• Task inputs
//! Error types for the lexsum library.
//!
//! Every failure a submission can hit is a [`SummarizeError`]. Most of them
//! never reach the caller of [`crate::session::DocumentSession::submit`]:
//! the session folds them into a visible [`crate::session::SubmissionState::Error`]
//! so the host always has something to render. Only caller mistakes
//! (submitting while disabled) come back as `Err`.
//!
//! Transport-class errors ([`SummarizeError::is_transport`]) all collapse to
//! the same generic "network error" message. There is no transient vs.
//! permanent distinction and nothing is retried.

use std::path::PathBuf;
use thiserror::Error;

/// All errors returned by the lexsum library.
#[derive(Debug, Error)]
pub enum SummarizeError {
    // ── Category errors ───────────────────────────────────────────────────
    /// The category string is empty or contains characters that cannot be
    /// used in an endpoint path.
    #[error("Invalid category '{input}': use bills, judgements, other, or an identifier of [A-Za-z0-9_-]")]
    InvalidCategory { input: String },

    /// The category has no backend endpoint for this kind of input.
    #[error("Unsupported category '{category}' for {input} input.\nSupported: bills, judgements.")]
    UnsupportedCategory {
        category: String,
        input: &'static str,
    },

    // ── Input errors ──────────────────────────────────────────────────────
    /// Neither text nor a file was provided.
    #[error("No input provided: paste some text or select a file")]
    NoInput,

    /// `submit()` was called while the submit control is disabled
    /// (no input, or a submission is already pending).
    #[error("Submit is disabled: {reason}")]
    SubmitDisabled { reason: &'static str },

    /// The selected file has an extension the backend does not accept.
    #[error("Unsupported file type '{name}'\nAccepted formats: {accepted}")]
    UnsupportedFileType { name: String, accepted: String },

    /// The selected file does not exist.
    #[error("File not found: '{path}'\nCheck the path exists and is readable.")]
    FileNotFound { path: PathBuf },

    /// The selected file exists but could not be read.
    #[error("Failed to read '{path}': {source}")]
    FileRead {
        path: PathBuf,
        #[source]
        source: std::io::Error,
    },

    // ── Config errors ─────────────────────────────────────────────────────
    /// No backend base URL was configured.
    #[error("Backend URL is not configured.\nSet LEXSUM_API_URL or pass --base-url.")]
    MissingBaseUrl,

    /// Builder validation failed.
    #[error("Invalid configuration: {0}")]
    InvalidConfig(String),

    // ── Transport errors ──────────────────────────────────────────────────
    /// The request could not be sent or the connection failed.
    #[error("Request to '{url}' failed: {source}")]
    Request {
        url: String,
        #[source]
        source: reqwest::Error,
    },

    /// The request exceeded the configured timeout.
    #[error("Request to '{url}' timed out after {secs}s")]
    Timeout { url: String, secs: u64 },

    /// The response body was not the expected JSON shape.
    #[error("Could not decode response from '{url}': {detail}")]
    Decode { url: String, detail: String },
}

impl SummarizeError {
    /// True for failures of the network round-trip itself: connection,
    /// timeout, or an unreadable response body.
    pub fn is_transport(&self) -> bool {
        matches!(
            self,
            SummarizeError::Request { .. }
                | SummarizeError::Timeout { .. }
                | SummarizeError::Decode { .. }
        )
    }
}
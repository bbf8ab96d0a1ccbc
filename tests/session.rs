//! State-machine tests for `DocumentSession` against an in-process backend.
//!
//! No network: `ScriptedBackend` returns canned replies and records what it
//! was asked to summarize.

use async_trait::async_trait;
use lexsum::classify::{
    DEGENERATE_OUTPUT_MESSAGE, ERROR_SENTINEL, NETWORK_ERROR_MESSAGE, UNDER_CONSTRUCTION_MESSAGE,
};
use lexsum::{
    Category, ClientConfig, DocumentSession, InputPayload, SessionObserver, SubmissionState,
    SummarizeError, SummaryBackend, SummaryResponse, UploadedFile,
};
use std::sync::{Arc, Mutex};
use std::time::{Duration, Instant};

// ── Test helpers ─────────────────────────────────────────────────────────────

enum Script {
    Reply(SummaryResponse),
    Timeout,
    /// First call hangs for a long time, later calls reply.
    StallFirst(SummaryResponse),
}

struct ScriptedBackend {
    script: Script,
    calls: Mutex<Vec<(Category, InputPayload)>>,
}

impl ScriptedBackend {
    fn reply(summary: Option<&str>, model: Option<&str>) -> Arc<Self> {
        Arc::new(Self {
            script: Script::Reply(SummaryResponse {
                summary: summary.map(String::from),
                model_used: model.map(String::from),
            }),
            calls: Mutex::new(Vec::new()),
        })
    }

    fn timeout() -> Arc<Self> {
        Arc::new(Self {
            script: Script::Timeout,
            calls: Mutex::new(Vec::new()),
        })
    }

    fn stall_first(summary: &str) -> Arc<Self> {
        Arc::new(Self {
            script: Script::StallFirst(SummaryResponse {
                summary: Some(summary.into()),
                model_used: Some("led-billsum".into()),
            }),
            calls: Mutex::new(Vec::new()),
        })
    }

    fn calls(&self) -> Vec<(Category, InputPayload)> {
        self.calls.lock().unwrap().clone()
    }
}

#[async_trait]
impl SummaryBackend for ScriptedBackend {
    async fn summarize(
        &self,
        category: &Category,
        payload: &InputPayload,
    ) -> Result<SummaryResponse, SummarizeError> {
        let first = {
            let mut calls = self.calls.lock().unwrap();
            calls.push((category.clone(), payload.clone()));
            calls.len() == 1
        };
        match &self.script {
            Script::StallFirst(r) => {
                if first {
                    tokio::time::sleep(Duration::from_secs(30)).await;
                }
                Ok(r.clone())
            }
            Script::Reply(r) => Ok(r.clone()),
            Script::Timeout => Err(SummarizeError::Timeout {
                url: "http://localhost:8000/summarize/led_billsum".into(),
                secs: 1,
            }),
        }
    }
}

#[derive(Default)]
struct RecordingObserver {
    states: Mutex<Vec<SubmissionState>>,
}

impl SessionObserver for RecordingObserver {
    fn on_state_change(&self, state: &SubmissionState) {
        self.states.lock().unwrap().push(state.clone());
    }
}

fn config(stub_delay_ms: u64) -> ClientConfig {
    ClientConfig::builder()
        .base_url("http://localhost:8000")
        .stub_delay_ms(stub_delay_ms)
        .build()
        .expect("valid config")
}

fn session(category: Category, backend: Arc<ScriptedBackend>) -> DocumentSession {
    DocumentSession::with_backend(category, backend, &config(1))
}

fn pdf() -> UploadedFile {
    UploadedFile::from_bytes("bill.pdf", b"%PDF-1.7".to_vec()).unwrap()
}

// ── Input coordination ───────────────────────────────────────────────────────

#[test]
fn text_and_file_are_mutually_exclusive() {
    let mut s = session(Category::Bills, ScriptedBackend::reply(None, None));

    s.select_file(pdf());
    s.set_text("Section 1.");
    assert!(s.input().file().is_none());

    s.select_file(pdf());
    assert_eq!(s.input().text(), "");
    assert!(s.input().file().is_some());
}

#[test]
fn submit_enabled_only_with_input() {
    let mut s = session(Category::Bills, ScriptedBackend::reply(None, None));
    assert!(!s.can_submit());

    s.set_text(" \n ");
    assert!(!s.can_submit(), "whitespace-only text must not enable submit");

    s.select_file(pdf());
    assert!(s.can_submit());

    s.clear_file();
    assert!(!s.can_submit());
}

#[tokio::test]
async fn category_change_resets_everything() {
    let backend = ScriptedBackend::reply(Some("A brief summary."), Some("led-billsum"));
    let mut s = session(Category::Bills, backend);
    s.set_text("Section 1. This Act...");
    s.submit().await.unwrap();
    assert!(matches!(s.state(), SubmissionState::Success { .. }));

    s.set_category(Category::Judgements);
    assert_eq!(s.state(), &SubmissionState::Idle);
    assert_eq!(s.input().text(), "");
    assert!(s.input().file().is_none());
    assert_eq!(s.category(), &Category::Judgements);

    s.select_file(pdf());
    s.set_category(Category::Other);
    assert!(s.input().file().is_none());
    assert!(!s.can_submit());
}

// ── Submission ───────────────────────────────────────────────────────────────

#[tokio::test]
async fn bills_success_shows_summary_and_model() {
    let backend = ScriptedBackend::reply(Some("A brief summary."), Some("led-billsum"));
    let mut s = session(Category::Bills, backend.clone());
    s.set_text("Section 1. This Act...");

    let state = s.submit().await.unwrap().clone();
    assert_eq!(
        state,
        SubmissionState::Success {
            summary: "A brief summary.".into(),
            model: Some("led-billsum".into()),
        }
    );

    let calls = backend.calls();
    assert_eq!(calls.len(), 1);
    assert_eq!(calls[0].0, Category::Bills);
    assert_eq!(
        calls[0].1,
        InputPayload::Text("Section 1. This Act...".into())
    );
}

#[tokio::test]
async fn file_is_sent_when_no_text() {
    let backend = ScriptedBackend::reply(Some("ok"), Some("led-judgment"));
    let mut s = session(Category::Judgements, backend.clone());
    s.select_file(pdf());
    s.submit().await.unwrap();

    assert!(matches!(backend.calls()[0].1, InputPayload::File(_)));
}

#[tokio::test]
async fn other_category_shows_placeholder_after_delay() {
    let backend = ScriptedBackend::reply(Some("unused"), Some("unused"));
    let mut s = DocumentSession::with_backend(Category::Other, backend.clone(), &config(50));
    s.set_text("Anything at all");

    let start = Instant::now();
    let state = s.submit().await.unwrap().clone();
    assert!(start.elapsed() >= Duration::from_millis(50));

    assert_eq!(
        state,
        SubmissionState::Success {
            summary: UNDER_CONSTRUCTION_MESSAGE.into(),
            model: None,
        }
    );
    assert!(!state.is_error());
    assert!(backend.calls().is_empty(), "stub must not reach the backend");
}

#[tokio::test]
async fn error_sentinel_is_flagged_with_backend_text() {
    let backend = ScriptedBackend::reply(Some("Input too long for model"), Some("error"));
    let mut s = session(Category::Judgements, backend);
    s.set_text("The appeal is dismissed.");

    let state = s.submit().await.unwrap();
    assert!(state.is_error());
    assert_eq!(state.message(), Some("Input too long for model"));
    assert_eq!(state.model(), Some(ERROR_SENTINEL));
}

#[tokio::test]
async fn degenerate_summary_is_replaced_but_model_kept() {
    let backend = ScriptedBackend::reply(
        Some("This measure has not been amended since it was introduced."),
        Some("led-billsum"),
    );
    let mut s = session(Category::Bills, backend);
    s.set_text("Section 1. This Act...");

    let state = s.submit().await.unwrap();
    assert!(state.is_error());
    assert_eq!(state.message(), Some(DEGENERATE_OUTPUT_MESSAGE));
    assert_eq!(state.model(), Some("led-billsum"));
}

#[tokio::test]
async fn transport_failure_becomes_network_error() {
    let observer = Arc::new(RecordingObserver::default());
    let mut s = session(Category::Bills, ScriptedBackend::timeout())
        .with_observer(observer.clone());
    s.set_text("Section 1.");

    let state = s.submit().await.unwrap().clone();
    assert_eq!(state.message(), Some(NETWORK_ERROR_MESSAGE));
    assert_eq!(state.model(), Some(ERROR_SENTINEL));
    assert!(!s.state().is_pending());
    assert!(s.can_submit(), "submit is re-enabled after a failure");

    let states = observer.states.lock().unwrap().clone();
    assert_eq!(states.len(), 2);
    assert!(states[0].is_pending());
    assert!(states[1].is_error());
}

#[tokio::test]
async fn unsupported_category_fails_loudly_without_request() {
    let backend = ScriptedBackend::reply(Some("unused"), Some("unused"));
    let mut s = session(Category::custom("contracts").unwrap(), backend.clone());
    s.set_text("This Agreement is made between ...");

    let state = s.submit().await.unwrap();
    assert!(state.is_error());
    let msg = state.message().unwrap();
    assert!(msg.contains("Unsupported category 'contracts'"), "got: {msg}");
    assert_eq!(state.model(), None);
    assert!(backend.calls().is_empty());
}

#[tokio::test]
async fn custom_category_files_are_uploaded() {
    let backend = ScriptedBackend::reply(Some("ok"), Some("generic"));
    let mut s = session(Category::custom("contracts").unwrap(), backend.clone());
    s.select_file(pdf());

    let state = s.submit().await.unwrap();
    assert!(!state.is_error());
    assert_eq!(backend.calls().len(), 1);
}

#[tokio::test]
async fn new_submission_clears_previous_result_first() {
    let observer = Arc::new(RecordingObserver::default());
    let backend = ScriptedBackend::reply(Some("first"), Some("m"));
    let mut s = session(Category::Bills, backend).with_observer(observer.clone());
    s.set_text("Section 1.");
    s.submit().await.unwrap();
    s.submit().await.unwrap();

    let states = observer.states.lock().unwrap().clone();
    assert_eq!(states.len(), 4);
    assert!(states[2].is_pending(), "second submit starts from Pending");
}

#[tokio::test]
async fn dropped_submit_does_not_leave_session_pending() {
    let observer = Arc::new(RecordingObserver::default());
    let backend = ScriptedBackend::stall_first("A brief summary.");
    let mut s = session(Category::Bills, backend.clone()).with_observer(observer.clone());
    s.set_text("Section 1.");

    let cancelled = tokio::time::timeout(Duration::from_millis(20), s.submit()).await;
    assert!(cancelled.is_err(), "first submit should still be in flight");

    assert_eq!(s.state(), &SubmissionState::Idle);
    assert!(s.can_submit());
    let states = observer.states.lock().unwrap().clone();
    assert_eq!(states, vec![SubmissionState::Pending, SubmissionState::Idle]);

    let state = s.submit().await.unwrap();
    assert_eq!(state.message(), Some("A brief summary."));
    assert_eq!(backend.calls().len(), 2);
}

#[tokio::test]
async fn custom_detector_is_used() {
    let backend = ScriptedBackend::reply(Some("N/A"), Some("led-billsum"));
    let detector = lexsum::PatternDetector::new([r"^N/A$"]).unwrap();
    let mut s = session(Category::Bills, backend).with_detector(Arc::new(detector));
    s.set_text("Section 1.");

    let state = s.submit().await.unwrap();
    assert_eq!(state.message(), Some(DEGENERATE_OUTPUT_MESSAGE));
}
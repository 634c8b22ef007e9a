//! Win detection by signed line scoring.
//!
//! Cells score `-1` for player A, `0` when empty and `+1` for player B. A
//! line of length `L` belongs to one player exactly when its sum reaches
//! `-L` or `+L`; any gap or mixed mark pulls the sum strictly inside.

use crate::types::{Board, Cell};
use tracing::{instrument, trace};

/// Sums the scores of a line of cells.
pub fn line_score(cells: impl IntoIterator<Item = Cell>) -> isize {
    cells.into_iter().map(Cell::score).sum()
}

/// Maps a line score to its owner.
///
/// Returns [`Cell::PlayerA`] for `-len`, [`Cell::PlayerB`] for `+len` and
/// [`Cell::Empty`] for everything else.
pub fn winner_from_score(len: usize, score: isize) -> Cell {
    let len = len as isize;
    if score < 0 && score == -len {
        return Cell::PlayerA;
    }
    if score > 0 && score == len {
        return Cell::PlayerB;
    }
    Cell::Empty
}

fn line_winner(len: usize, cells: impl IntoIterator<Item = Cell>) -> Cell {
    winner_from_score(len, line_score(cells))
}

/// Finds the owner of a completed line, or [`Cell::Empty`].
///
/// Row `i` is checked before column `i`, index by index. On odd-sized boards
/// the main diagonal is checked last. The anti-diagonal never wins.
#[instrument(skip(board), fields(size = board.size()))]
pub fn find_winner(board: &Board) -> Cell {
    let size = board.size();

    for i in 0..size {
        let winner = line_winner(size, board.row(i).iter().copied());
        if winner != Cell::Empty {
            trace!(row = i, ?winner, "Row completed");
            return winner;
        }

        let winner = line_winner(size, board.column(i));
        if winner != Cell::Empty {
            trace!(column = i, ?winner, "Column completed");
            return winner;
        }
    }

    if size % 2 != 0 {
        let winner = line_winner(size, board.main_diagonal());
        if winner != Cell::Empty {
            trace!(?winner, "Main diagonal completed");
            return winner;
        }
    }

    Cell::Empty
}

#[cfg(test)]
mod tests {
    use super::*;
    use crate::types::Cell::{Empty as E, PlayerA as X, PlayerB as O};
    use crate::types::Mark;

    #[test]
    fn test_no_winner_empty_board() {
        for size in 1..=6 {
            let board = Board::new(size).unwrap();
            assert_eq!(find_winner(&board), Cell::Empty);
        }
    }

    #[test]
    fn test_winner_top_row() {
        let board = Board::from_rows(&[[X, X, X], [E, E, E], [E, E, E]]).unwrap();
        assert_eq!(find_winner(&board), Cell::PlayerA);
    }

    #[test]
    fn test_winner_column() {
        let board = Board::from_rows(&[[E, O, X], [E, O, X], [X, O, E]]).unwrap();
        assert_eq!(find_winner(&board), Cell::PlayerB);
    }

    #[test]
    fn test_winner_diagonal() {
        let board = Board::from_rows(&[[O, X, E], [E, O, X], [E, E, O]]).unwrap();
        assert_eq!(find_winner(&board), Cell::PlayerB);
    }

    #[test]
    fn test_anti_diagonal_does_not_win() {
        let board = Board::from_rows(&[[E, O, X], [E, X, O], [X, E, E]]).unwrap();
        assert_eq!(find_winner(&board), Cell::Empty);

        let board = Board::from_rows(&[
            [E, E, E, E, O],
            [E, E, E, O, E],
            [E, E, O, E, E],
            [E, O, E, E, E],
            [O, E, E, E, E],
        ])
        .unwrap();
        assert_eq!(find_winner(&board), Cell::Empty);
    }

    #[test]
    fn test_last_column_still_wins() {
        let board = Board::from_rows(&[[E, O, X], [E, O, X], [O, E, X]]).unwrap();
        assert_eq!(find_winner(&board), Cell::PlayerA);
    }

    #[test]
    fn test_even_diagonal_ignored() {
        let board = Board::from_rows(&[
            [X, E, E, E],
            [E, X, E, E],
            [E, E, X, E],
            [E, E, E, X],
        ])
        .unwrap();
        assert_eq!(find_winner(&board), Cell::Empty);

        let board = Board::from_rows(&[
            [E, E, E, O],
            [E, E, O, E],
            [E, O, E, E],
            [O, E, E, E],
        ])
        .unwrap();
        assert_eq!(find_winner(&board), Cell::Empty);
    }

    #[test]
    fn test_even_row_still_wins() {
        let mut board = Board::new(4).unwrap();
        for col in 0..4 {
            board.place(2, col, Mark::PlayerB);
        }
        assert_eq!(find_winner(&board), Cell::PlayerB);
    }

    #[test]
    fn test_mixed_line_is_not_a_win() {
        // Sums to +1 on a line of length 3; neither extreme.
        let board = Board::from_rows(&[[O, O, X], [E, E, E], [E, E, E]]).unwrap();
        assert_eq!(find_winner(&board), Cell::Empty);
    }

    #[test]
    fn test_single_cell_board() {
        let mut board = Board::new(1).unwrap();
        assert_eq!(find_winner(&board), Cell::Empty);
        board.place(0, 0, Mark::PlayerA);
        assert_eq!(find_winner(&board), Cell::PlayerA);
    }

    #[test]
    fn test_winner_from_score_extremes_only() {
        assert_eq!(winner_from_score(5, -5), Cell::PlayerA);
        assert_eq!(winner_from_score(5, 5), Cell::PlayerB);
        assert_eq!(winner_from_score(5, 4), Cell::Empty);
        assert_eq!(winner_from_score(5, -4), Cell::Empty);
        assert_eq!(winner_from_score(5, 0), Cell::Empty);
    }
}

• Exercise objective
Restate word for word only the lines running from the beginning of the data to the line holding "the session folds", both included.

• Reply to the exercise
//! Error types for the lexsum library.
//!
//! Every failure a submission can hit is a [`SummarizeError`]. Most of them
//! never reach the caller of [`crate::session::DocumentSession::submit`]:
//! the session folds them into a visible [`crate::session::SubmissionState::Error`]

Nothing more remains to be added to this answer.